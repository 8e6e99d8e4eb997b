//! Metrics for cache operations.

use serde::{Deserialize, Serialize};
use std::sync::atomic::{AtomicU64, Ordering};
use std::sync::Arc;

/// Cache operation metrics (thread-safe counters).
#[derive(Debug, Clone, Default)]
pub struct CacheMetrics {
    /// Records served from disk
    pub hits: Arc<AtomicU64>,
    /// Lookups with no record on disk
    pub misses: Arc<AtomicU64>,
    /// Records present but unreadable (treated as misses)
    pub corrupt: Arc<AtomicU64>,
    /// Records written
    pub writes: Arc<AtomicU64>,
}

impl CacheMetrics {
    pub fn record_hit(&self) {
        self.hits.fetch_add(1, Ordering::Relaxed);
    }

    pub fn record_miss(&self) {
        self.misses.fetch_add(1, Ordering::Relaxed);
    }

    pub fn record_corrupt(&self) {
        self.corrupt.fetch_add(1, Ordering::Relaxed);
    }

    pub fn record_write(&self) {
        self.writes.fetch_add(1, Ordering::Relaxed);
    }

    /// Get a snapshot of current metrics.
    pub fn snapshot(&self) -> MetricsSnapshot {
        MetricsSnapshot {
            hits: self.hits.load(Ordering::Relaxed),
            misses: self.misses.load(Ordering::Relaxed),
            corrupt: self.corrupt.load(Ordering::Relaxed),
            writes: self.writes.load(Ordering::Relaxed),
        }
    }
}

/// Snapshot of metrics (for reporting).
#[derive(Debug, Clone, Default, PartialEq, Eq, Serialize, Deserialize)]
pub struct MetricsSnapshot {
    pub hits: u64,
    pub misses: u64,
    pub corrupt: u64,
    pub writes: u64,
}

impl MetricsSnapshot {
    pub fn lookups(&self) -> u64 {
        self.hits + self.misses + self.corrupt
    }

    pub fn hit_rate(&self) -> f64 {
        let total = self.lookups();
        if total == 0 {
            return 0.0;
        }
        self.hits as f64 / total as f64
    }
}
----------------------------------------
→ How to complete this task:
The answer must restate each entry word for word.

→ Answer:
repository 8e6e99d8e4eb997b
//! Metrics for cache operations.

use serde::{Deserialize, Serialize};
use std::sync::atomic::{AtomicU64, Ordering};
use std::sync::Arc;

/// Cache operation metrics (thread-safe counters).
#[derive(Debug, Clone, Default)]
pub struct CacheMetrics {
    /// Records served from disk
    pub hits: Arc<AtomicU64>,
    /// Lookups with no record on disk
    pub misses: Arc<AtomicU64>,
    /// Records present but unreadable (treated as misses)
    pub corrupt: Arc<AtomicU64>,
    /// Records written
    pub writes: Arc<AtomicU64>,
}

impl CacheMetrics {
    pub fn record_hit(&self) {
        self.hits.fetch_add(1, Ordering::Relaxed);
    }

    pub fn record_miss(&self) {
        self.misses.fetch_add(1, Ordering::Relaxed);
    }

    pub fn record_corrupt(&self) {
        self.corrupt.fetch_add(1, Ordering::Relaxed);
    }

    pub fn record_write(&self) {
        self.writes.fetch_add(1, Ordering::Relaxed);
    }

    /// Get a snapshot of current metrics.
    pub fn snapshot(&self) -> MetricsSnapshot {
        MetricsSnapshot {
            hits: self.hits.load(Ordering::Relaxed),
            misses: self.misses.load(Ordering::Relaxed),
            corrupt: self.corrupt.load(Ordering::Relaxed),
            writes: self.writes.load(Ordering::Relaxed),
        }
    }
}

/// Snapshot of metrics (for reporting).
#[derive(Debug, Clone, Default, PartialEq, Eq, Serialize, Deserialize)]
pub struct MetricsSnapshot {
    pub hits: u64,
    pub misses: u64,
    pub corrupt: u64,
    pub writes: u64,
}

impl MetricsSnapshot {
    pub fn lookups(&self) -> u64 {
        self.hits + self.misses + self.corrupt
    }

    pub fn hit_rate(&self) -> f64 {
        let total = self.lookups();
        if total == 0 {
            return 0.0;
        }
        self.hits as f64 / total as f64
    }
}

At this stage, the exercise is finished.